Former governors and other prominent political names generally have a cachet with clients that makes them attractive to firms, he said, but the scandal forcing Spitzer out of office may have exhausted the current governor's quotient of good will.
"He would need to rehabilitate himself first," agreed the managing partner of another large New York firm who also requested anonymity. It would probably be a year or more before any firm would even consider bringing the soon-to-be ex-governor aboard, the partner said.
"He's radioactive in this environment," he added.
Before the prostitution scandal, however, it would have been a different story. If the ambitious Spitzer had even deigned to consider private practice after leaving the attorney general's office, he would "absolutely" have attracted multimillion-dollar offers from firms, said Manhattan legal recruiter Ann Israel.
Indeed, his crusading as New York's top law enforcement official contributed mightily to the growth of white-collar and internal investigations practices in recent years, landing several of his former deputies law firm jobs, not least of whom is his current lawyer, Paul, Weiss, Rifkind, Wharton & Garrison's Michele Hirshman.
But Spitzer's outsized reputation as a prosecutor presented problems that the current scandal had amplified, the two firm leaders said. One major issue is that Spitzer's status as a hate figure on Wall Street and elsewhere in the business community would probably limit his client base.
"My sense is he doesn't have a lot of friends he's going to get business from," said the firm managing partner.
Though former New York Mayor Rudolph Giuliani at one time faced similar problems from his days as a federal prosecutor, he spent his later years in political life building bridges to the business community, as well as a more statesmanlike reputation.
Despite Giuliani's messy personal life, Texas firm Bracewell & Giuliani was willing to bring him aboard and adopt his name in a 2005 deal worth $10 million upfront and millions a year thereafter.
In comparison, said the firm chairman, Spitzer's brief time as governor seemed to have created even more enemies to relish his downfall.
"Could Nixon have been hired as a law firm partner after leaving the White House?" he asked. "That's probably the most similar situation." Spitzer, the heir to a real estate fortune, does not need to earn a living, and, in announcing his resignation, the governor said he would seek non-political means "to serve the common good and to move toward the ideals and solutions which I believe can build a future of hope and opportunity for us and for our children," possibly signaling his intent to work in the nonprofit sector. But he has spent almost his entire adult life practicing law, working at Paul Weiss and Skadden, Arps, Slate, Meagher & Flom, as well as the Manhattan district attorney's office, since his 1984 graduation from Harvard Law School.

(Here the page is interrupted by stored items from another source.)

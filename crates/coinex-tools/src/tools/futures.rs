//! Public futures tools

use coinex_rest::HistoryQuery;
use coinex_types::ResponseEnvelope;
use serde_json::json;

use super::*;

/// Message of the fixed liquidation-history envelope
pub const LIQUIDATION_UNAVAILABLE: &str = "Liquidation history not available in current API version";

pub(super) fn get_funding_rate_spec() -> ToolSpec {
    ToolSpec::new(Tool::GetFundingRate, "Get the current funding rate (futures only)")
        .param(base_param())
        .param(quote_param())
}

pub(super) async fn get_funding_rate(args: &ToolArgs, ctx: &ToolContext) -> ToolResult<ResponseEnvelope> {
    let market = args.market()?;
    Ok(ctx.client().get_funding_rate(&market).await?)
}

/// Shared declaration of the time-ranged history tools
pub(super) fn history_spec(tool: Tool) -> ToolSpec {
    let description = match tool {
        Tool::GetFundingRateHistory => "Get funding rate history (futures only)",
        Tool::GetPremiumIndexHistory => "Get premium index history (futures only)",
        Tool::GetBasisHistory => "Get basis history (futures only)",
        _ => "Get liquidation history (futures only; not available in the current API version)",
    };

    ToolSpec::new(tool, description)
        .param(base_param())
        .param(quote_param())
        .param(ParamSpec::integer("start_time", "Start timestamp (milliseconds)"))
        .param(ParamSpec::integer("end_time", "End timestamp (milliseconds)"))
        .param(page_param())
        .param(limit_param("Number of records; default 100", 100))
}

pub(super) async fn get_history(
    tool: Tool,
    args: &ToolArgs,
    ctx: &ToolContext,
) -> ToolResult<ResponseEnvelope> {
    let market = args.market()?;
    let query = HistoryQuery {
        start_time: args.i64("start_time"),
        end_time: args.i64("end_time"),
        page: args.i64_or("page", 1),
        limit: args.i64_or("limit", 100),
    };

    let futures = ctx.client().futures();
    let envelope = match tool {
        Tool::GetPremiumIndexHistory => futures.get_premium_index_history(&market, query).await?,
        Tool::GetBasisHistory => futures.get_basis_history(&market, query).await?,
        _ => futures.get_funding_rate_history(&market, query).await?,
    };
    Ok(envelope)
}

pub(super) fn get_margin_tiers_spec() -> ToolSpec {
    ToolSpec::new(Tool::GetMarginTiers, "Get margin tiers / position levels (futures only)")
        .param(base_param())
        .param(quote_param())
}

pub(super) async fn get_margin_tiers(args: &ToolArgs, ctx: &ToolContext) -> ToolResult<ResponseEnvelope> {
    let market = args.market()?;
    Ok(ctx.client().futures().get_position_level(&market).await?)
}

/// The exchange has no liquidation history endpoint; answered locally
pub(super) fn liquidation_history_unavailable() -> ResponseEnvelope {
    ResponseEnvelope::with_code(-1, LIQUIDATION_UNAVAILABLE, Some(json!([])))
}
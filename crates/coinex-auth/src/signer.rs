//! Request signing for CoinEx private endpoints
//!
//! CoinEx v2 signature algorithm:
//! 1. prepared = METHOD + path (+ "?" + query when non-empty) + body + timestamp
//! 2. HMAC-SHA256(secret_key, prepared)
//! 3. Lower-case hex encode
//!
//! The query string and body passed here must be byte-identical to what is
//! sent on the wire, otherwise the exchange rejects the signature.

use hmac::{Hmac, Mac};
use sha2::Sha256;
use std::time::{SystemTime, UNIX_EPOCH};
use tracing::trace;

use crate::credentials::Credentials;
use crate::error::{AuthError, AuthResult};

type HmacSha256 = Hmac<Sha256>;

/// Header carrying the access id
pub const HEADER_KEY: &str = "X-COINEX-KEY";
/// Header carrying the hex signature
pub const HEADER_SIGN: &str = "X-COINEX-SIGN";
/// Header carrying the millisecond timestamp
pub const HEADER_TIMESTAMP: &str = "X-COINEX-TIMESTAMP";

/// Current time in milliseconds since the Unix epoch
pub fn timestamp_ms() -> AuthResult<u64> {
    SystemTime::now()
        .duration_since(UNIX_EPOCH)
        .map(|d| d.as_millis() as u64)
        .map_err(|_| AuthError::SystemClock)
}

/// Build the canonical string that gets signed
pub fn prepare_string(method: &str, path: &str, query: &str, body: &str, timestamp: u64) -> String {
    let method = method.to_ascii_uppercase();
    if query.is_empty() {
        format!("{method}{path}{body}{timestamp}")
    } else {
        format!("{method}{path}?{query}{body}{timestamp}")
    }
}

/// Headers and signature for one outgoing request
///
/// Constructed immediately before dispatch and discarded after.
#[derive(Debug, Clone, PartialEq, Eq)]
pub struct SignedRequest {
    access_id: String,
    /// Milliseconds since epoch used in the signature
    pub timestamp: u64,
    /// Lower-case hex HMAC-SHA256 digest
    pub signature: String,
}

impl SignedRequest {
    /// Authentication headers to attach to the request
    pub fn headers(&self) -> [(&'static str, String); 3] {
        [
            (HEADER_KEY, self.access_id.clone()),
            (HEADER_SIGN, self.signature.clone()),
            (HEADER_TIMESTAMP, self.timestamp.to_string()),
        ]
    }
}

/// Request signer for building authenticated requests
#[derive(Debug)]
pub struct RequestSigner<'a> {
    credentials: &'a Credentials,
}

impl<'a> RequestSigner<'a> {
    /// Create a new request signer
    pub fn new(credentials: &'a Credentials) -> Self {
        Self { credentials }
    }

    /// Get the access id
    pub fn access_id(&self) -> &str {
        self.credentials.access_id()
    }

    /// Sign a request using the current time
    pub fn sign(&self, method: &str, path: &str, query: &str, body: &str) -> AuthResult<SignedRequest> {
        self.sign_at(method, path, query, body, timestamp_ms()?)
    }

    /// Sign a request with an explicit timestamp
    pub fn sign_at(
        &self,
        method: &str,
        path: &str,
        query: &str,
        body: &str,
        timestamp: u64,
    ) -> AuthResult<SignedRequest> {
        let prepared = prepare_string(method, path, query, body, timestamp);
        trace!(path, timestamp, "Signing request");

        let mut mac = HmacSha256::new_from_slice(self.credentials.secret_bytes())
            .map_err(|e| AuthError::InvalidCredentials(e.to_string()))?;
        mac.update(prepared.as_bytes());
        let signature = hex::encode(mac.finalize().into_bytes());

        Ok(SignedRequest {
            access_id: self.credentials.access_id().to_string(),
            timestamp,
            signature,
        })
    }
}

Prior to becoming attorney general in 1999, Spitzer was a partner in the firm of Constantine Cannon, which was founded by close friend and present senior adviser Lloyd Constantine. With the end of the Spitzer administration, returning to the firm could be an option for both men. Constantine did not return a call seeking comment Wednesday.
But while Spitzer's prospects look bleak now, much could change once the story fades from the headlines, said Israel.
"Only time will tell if people are going to want to touch this guy," she said, "and time can be very forgiving."